WHAT THE EXERCISE ASKS
Each line of the records below that holds "HashMap" should be copied out.

THE RECORDS
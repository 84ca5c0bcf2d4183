//! Dispatches submitted code to the rule registered for its language.

use std::collections::HashMap;

use tracing::debug;

use crate::code_check::lexer::SourceView;
use crate::code_check::models::{CodeValidationResult, Findings, Language};
use crate::code_check::rules::{builtin_rules, LanguageRule};

/// Registry of language rules.
///
/// New languages are added by registering another [`LanguageRule`];
/// nothing here needs to change.
pub struct CodeValidator {
    rules: HashMap<Language, Box<dyn LanguageRule>>,
}

impl CodeValidator {
    /// A validator with no rules; every non-empty submission passes.
    pub fn empty() -> Self {
        Self {
            rules: HashMap::new(),
        }
    }

    /// Adds or replaces the rule for the rule's language.
    pub fn register(&mut self, rule: Box<dyn LanguageRule>) {
        self.rules.insert(rule.language(), rule);
    }

    pub fn validate(&self, code: &str, language: Language) -> CodeValidationResult {
        if code.trim().is_empty() {
            return CodeValidationResult::empty_code();
        }

        let Some(rule) = self.rules.get(&language) else {
            debug!(%language, "no rule registered; accepting code as-is");
            return Findings::default().into_result();
        };

        let source = SourceView::new(code, language);
        let mut findings = Findings::default();
        rule.check_entry_point(&source, &mut findings);
        rule.check_imports(&source, &mut findings);
        rule.check_definitions(&source, &mut findings);
        rule.check_style(&source, &mut findings);

        let result = findings.into_result();
        debug!(
            %language,
            is_valid = result.is_valid,
            errors = result.errors.len(),
            suggestions = result.suggestions.len(),
            "code validated"
        );
        result
    }
}

impl Default for CodeValidator {
    fn default() -> Self {
        let mut validator = Self::empty();
        for rule in builtin_rules() {
            validator.register(rule);
        }
        validator
    }
}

TASK ANSWER
use std::collections::HashMap;
    rules: HashMap<Language, Box<dyn LanguageRule>>,
            rules: HashMap::new(),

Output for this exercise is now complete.